Records from a data collection
# # # # # # #

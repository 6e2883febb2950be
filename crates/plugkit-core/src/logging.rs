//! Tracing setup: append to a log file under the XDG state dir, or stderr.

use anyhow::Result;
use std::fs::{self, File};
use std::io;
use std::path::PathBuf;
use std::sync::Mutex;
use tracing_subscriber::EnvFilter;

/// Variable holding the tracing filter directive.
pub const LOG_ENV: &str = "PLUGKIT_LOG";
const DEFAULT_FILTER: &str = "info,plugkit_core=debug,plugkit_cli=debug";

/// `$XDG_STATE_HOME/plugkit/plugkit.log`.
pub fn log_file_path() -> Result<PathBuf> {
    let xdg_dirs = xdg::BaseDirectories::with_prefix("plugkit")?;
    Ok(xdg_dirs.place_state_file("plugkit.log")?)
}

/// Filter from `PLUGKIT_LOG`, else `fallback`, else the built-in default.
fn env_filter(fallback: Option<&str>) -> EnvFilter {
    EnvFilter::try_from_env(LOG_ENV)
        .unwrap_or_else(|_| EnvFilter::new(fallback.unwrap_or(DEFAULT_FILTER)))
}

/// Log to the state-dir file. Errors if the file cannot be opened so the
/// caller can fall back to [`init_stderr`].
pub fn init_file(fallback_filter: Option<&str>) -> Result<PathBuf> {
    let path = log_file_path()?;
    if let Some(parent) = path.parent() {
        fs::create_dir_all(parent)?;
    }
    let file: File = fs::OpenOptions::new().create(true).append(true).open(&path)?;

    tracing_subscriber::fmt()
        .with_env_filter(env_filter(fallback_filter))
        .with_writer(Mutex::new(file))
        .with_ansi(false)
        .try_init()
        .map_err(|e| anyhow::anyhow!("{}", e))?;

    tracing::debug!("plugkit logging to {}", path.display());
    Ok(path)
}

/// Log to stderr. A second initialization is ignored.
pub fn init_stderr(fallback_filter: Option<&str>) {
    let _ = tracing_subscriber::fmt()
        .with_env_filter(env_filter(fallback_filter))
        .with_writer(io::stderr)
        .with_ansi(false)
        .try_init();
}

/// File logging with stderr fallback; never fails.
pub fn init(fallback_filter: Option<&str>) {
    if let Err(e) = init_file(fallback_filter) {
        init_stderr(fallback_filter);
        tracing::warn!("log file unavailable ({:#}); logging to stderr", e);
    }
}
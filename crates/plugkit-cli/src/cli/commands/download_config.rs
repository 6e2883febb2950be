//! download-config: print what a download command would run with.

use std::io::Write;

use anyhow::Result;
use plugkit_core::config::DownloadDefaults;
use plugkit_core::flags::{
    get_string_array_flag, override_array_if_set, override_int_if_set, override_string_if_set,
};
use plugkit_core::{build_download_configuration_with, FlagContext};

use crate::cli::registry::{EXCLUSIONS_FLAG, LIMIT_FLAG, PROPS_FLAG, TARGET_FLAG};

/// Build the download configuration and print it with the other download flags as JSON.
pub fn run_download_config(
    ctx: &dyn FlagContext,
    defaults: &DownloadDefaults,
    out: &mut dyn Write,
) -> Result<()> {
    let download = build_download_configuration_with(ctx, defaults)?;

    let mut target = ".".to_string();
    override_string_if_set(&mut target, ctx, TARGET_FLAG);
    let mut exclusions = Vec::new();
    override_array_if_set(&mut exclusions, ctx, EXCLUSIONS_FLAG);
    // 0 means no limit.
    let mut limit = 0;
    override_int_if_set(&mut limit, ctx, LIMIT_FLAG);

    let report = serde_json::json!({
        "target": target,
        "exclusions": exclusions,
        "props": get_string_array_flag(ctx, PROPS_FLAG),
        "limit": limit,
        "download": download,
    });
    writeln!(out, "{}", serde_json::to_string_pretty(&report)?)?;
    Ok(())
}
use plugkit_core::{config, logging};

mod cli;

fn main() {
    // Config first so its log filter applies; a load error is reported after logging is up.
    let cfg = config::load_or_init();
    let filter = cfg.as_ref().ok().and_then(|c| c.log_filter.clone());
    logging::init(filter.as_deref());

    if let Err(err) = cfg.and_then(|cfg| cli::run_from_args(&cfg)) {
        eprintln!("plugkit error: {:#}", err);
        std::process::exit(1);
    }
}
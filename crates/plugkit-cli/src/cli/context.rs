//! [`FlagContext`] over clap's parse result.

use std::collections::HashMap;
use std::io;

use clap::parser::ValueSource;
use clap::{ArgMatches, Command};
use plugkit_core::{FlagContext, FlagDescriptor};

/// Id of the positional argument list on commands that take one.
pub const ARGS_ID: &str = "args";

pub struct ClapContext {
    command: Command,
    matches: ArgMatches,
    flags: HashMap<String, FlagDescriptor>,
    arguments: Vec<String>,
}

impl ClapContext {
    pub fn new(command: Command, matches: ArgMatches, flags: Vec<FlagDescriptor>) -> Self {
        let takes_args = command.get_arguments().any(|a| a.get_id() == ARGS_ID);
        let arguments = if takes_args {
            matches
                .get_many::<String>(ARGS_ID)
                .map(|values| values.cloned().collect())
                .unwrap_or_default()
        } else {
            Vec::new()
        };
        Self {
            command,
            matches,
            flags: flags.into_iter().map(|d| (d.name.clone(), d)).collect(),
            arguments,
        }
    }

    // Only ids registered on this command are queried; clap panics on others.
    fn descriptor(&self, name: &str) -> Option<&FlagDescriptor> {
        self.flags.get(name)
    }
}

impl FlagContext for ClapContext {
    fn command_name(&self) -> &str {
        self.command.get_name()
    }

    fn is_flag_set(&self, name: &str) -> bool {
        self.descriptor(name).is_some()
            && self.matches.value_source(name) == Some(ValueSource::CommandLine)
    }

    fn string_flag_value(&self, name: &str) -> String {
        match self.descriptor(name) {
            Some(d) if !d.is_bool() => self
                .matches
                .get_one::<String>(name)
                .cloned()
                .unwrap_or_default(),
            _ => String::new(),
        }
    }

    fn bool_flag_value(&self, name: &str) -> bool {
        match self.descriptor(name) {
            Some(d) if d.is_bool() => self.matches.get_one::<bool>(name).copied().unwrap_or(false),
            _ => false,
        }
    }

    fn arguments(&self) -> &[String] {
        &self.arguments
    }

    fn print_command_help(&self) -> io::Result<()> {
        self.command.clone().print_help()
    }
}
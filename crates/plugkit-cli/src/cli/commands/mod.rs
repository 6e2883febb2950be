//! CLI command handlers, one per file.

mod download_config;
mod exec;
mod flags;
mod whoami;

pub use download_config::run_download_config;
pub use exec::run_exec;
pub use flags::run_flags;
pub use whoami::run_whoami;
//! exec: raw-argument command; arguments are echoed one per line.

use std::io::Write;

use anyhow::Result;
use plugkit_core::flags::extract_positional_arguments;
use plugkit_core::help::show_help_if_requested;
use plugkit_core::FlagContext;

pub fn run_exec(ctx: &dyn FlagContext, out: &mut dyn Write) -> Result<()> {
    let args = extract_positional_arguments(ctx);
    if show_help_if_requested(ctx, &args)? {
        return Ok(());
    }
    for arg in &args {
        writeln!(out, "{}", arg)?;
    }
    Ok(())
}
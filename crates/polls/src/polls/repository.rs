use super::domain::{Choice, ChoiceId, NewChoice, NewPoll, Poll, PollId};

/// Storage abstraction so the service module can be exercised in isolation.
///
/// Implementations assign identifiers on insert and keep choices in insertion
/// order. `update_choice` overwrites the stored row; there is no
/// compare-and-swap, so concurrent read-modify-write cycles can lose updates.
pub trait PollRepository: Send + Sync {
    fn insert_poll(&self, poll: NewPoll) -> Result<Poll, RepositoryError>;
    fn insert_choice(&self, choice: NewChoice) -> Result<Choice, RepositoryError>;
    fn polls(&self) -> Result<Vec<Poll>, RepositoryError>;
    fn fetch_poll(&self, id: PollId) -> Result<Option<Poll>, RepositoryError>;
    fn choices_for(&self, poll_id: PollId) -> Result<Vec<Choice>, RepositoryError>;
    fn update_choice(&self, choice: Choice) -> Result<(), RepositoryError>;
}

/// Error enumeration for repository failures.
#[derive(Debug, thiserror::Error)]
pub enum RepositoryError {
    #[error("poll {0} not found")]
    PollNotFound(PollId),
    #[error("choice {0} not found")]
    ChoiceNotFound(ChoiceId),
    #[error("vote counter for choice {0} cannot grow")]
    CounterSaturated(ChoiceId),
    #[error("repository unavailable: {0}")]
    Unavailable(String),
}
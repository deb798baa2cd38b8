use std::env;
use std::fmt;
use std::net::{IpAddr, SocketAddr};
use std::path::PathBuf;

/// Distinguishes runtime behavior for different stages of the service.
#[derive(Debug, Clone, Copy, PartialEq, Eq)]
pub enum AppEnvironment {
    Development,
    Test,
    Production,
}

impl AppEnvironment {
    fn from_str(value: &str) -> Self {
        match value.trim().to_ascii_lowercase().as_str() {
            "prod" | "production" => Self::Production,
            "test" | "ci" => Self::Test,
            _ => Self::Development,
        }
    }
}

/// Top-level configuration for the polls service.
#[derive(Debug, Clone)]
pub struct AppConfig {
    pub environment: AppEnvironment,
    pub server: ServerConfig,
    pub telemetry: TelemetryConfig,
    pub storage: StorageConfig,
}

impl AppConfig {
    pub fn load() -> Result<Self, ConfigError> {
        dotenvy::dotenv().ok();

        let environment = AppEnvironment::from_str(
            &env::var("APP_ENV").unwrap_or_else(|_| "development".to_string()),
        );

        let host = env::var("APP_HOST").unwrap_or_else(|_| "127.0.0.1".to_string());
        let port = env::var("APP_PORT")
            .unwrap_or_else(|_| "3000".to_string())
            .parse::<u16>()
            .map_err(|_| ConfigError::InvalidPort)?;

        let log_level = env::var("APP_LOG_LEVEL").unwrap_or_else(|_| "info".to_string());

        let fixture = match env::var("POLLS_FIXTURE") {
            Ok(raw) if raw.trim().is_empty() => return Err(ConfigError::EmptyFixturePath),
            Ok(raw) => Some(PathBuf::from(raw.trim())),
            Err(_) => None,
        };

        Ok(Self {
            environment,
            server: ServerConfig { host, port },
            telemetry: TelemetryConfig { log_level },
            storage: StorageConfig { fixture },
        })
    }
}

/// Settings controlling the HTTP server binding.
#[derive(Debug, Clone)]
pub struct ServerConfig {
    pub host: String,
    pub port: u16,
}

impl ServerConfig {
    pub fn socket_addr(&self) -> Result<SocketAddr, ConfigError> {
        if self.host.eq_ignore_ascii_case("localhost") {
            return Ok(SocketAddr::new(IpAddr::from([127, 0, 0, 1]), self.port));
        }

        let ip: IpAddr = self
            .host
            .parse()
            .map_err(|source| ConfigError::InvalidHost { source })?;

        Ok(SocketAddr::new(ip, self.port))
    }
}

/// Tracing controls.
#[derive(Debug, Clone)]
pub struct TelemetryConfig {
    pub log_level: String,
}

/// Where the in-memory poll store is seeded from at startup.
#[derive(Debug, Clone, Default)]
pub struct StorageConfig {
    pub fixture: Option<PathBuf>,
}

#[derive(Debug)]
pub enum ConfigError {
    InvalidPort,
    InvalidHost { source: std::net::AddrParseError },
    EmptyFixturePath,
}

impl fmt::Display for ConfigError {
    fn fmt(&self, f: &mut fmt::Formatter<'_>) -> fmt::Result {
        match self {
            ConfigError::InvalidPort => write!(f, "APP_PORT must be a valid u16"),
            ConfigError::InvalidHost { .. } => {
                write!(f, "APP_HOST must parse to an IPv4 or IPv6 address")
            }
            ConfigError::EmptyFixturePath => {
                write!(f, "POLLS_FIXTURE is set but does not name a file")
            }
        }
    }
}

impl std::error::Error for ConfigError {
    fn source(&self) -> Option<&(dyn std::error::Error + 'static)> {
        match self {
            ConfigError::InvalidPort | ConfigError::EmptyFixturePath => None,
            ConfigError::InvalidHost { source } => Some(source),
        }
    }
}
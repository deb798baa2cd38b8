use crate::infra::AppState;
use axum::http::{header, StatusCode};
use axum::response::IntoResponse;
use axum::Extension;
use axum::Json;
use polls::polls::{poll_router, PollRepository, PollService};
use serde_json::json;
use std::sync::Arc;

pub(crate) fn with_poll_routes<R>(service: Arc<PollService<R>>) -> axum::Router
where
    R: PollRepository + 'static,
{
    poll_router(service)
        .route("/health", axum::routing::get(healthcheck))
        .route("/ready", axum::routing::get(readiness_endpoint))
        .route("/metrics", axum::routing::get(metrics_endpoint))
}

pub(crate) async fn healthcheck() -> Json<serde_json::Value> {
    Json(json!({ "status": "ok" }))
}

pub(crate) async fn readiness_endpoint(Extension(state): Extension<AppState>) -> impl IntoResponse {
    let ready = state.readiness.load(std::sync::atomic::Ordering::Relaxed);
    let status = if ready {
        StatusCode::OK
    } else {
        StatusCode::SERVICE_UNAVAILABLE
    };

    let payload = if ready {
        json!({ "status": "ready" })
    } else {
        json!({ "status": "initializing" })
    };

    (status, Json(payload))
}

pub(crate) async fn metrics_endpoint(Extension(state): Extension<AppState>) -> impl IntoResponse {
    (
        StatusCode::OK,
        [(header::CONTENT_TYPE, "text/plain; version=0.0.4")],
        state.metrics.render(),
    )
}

# # # # # # #

▶ ABOUT THIS EXERCISE
I need every line of the data that has the word "StorageConfig"; please list them.

▶ ANSWER TO THIS TASK
    pub storage: StorageConfig,
            storage: StorageConfig { fixture },
pub struct StorageConfig {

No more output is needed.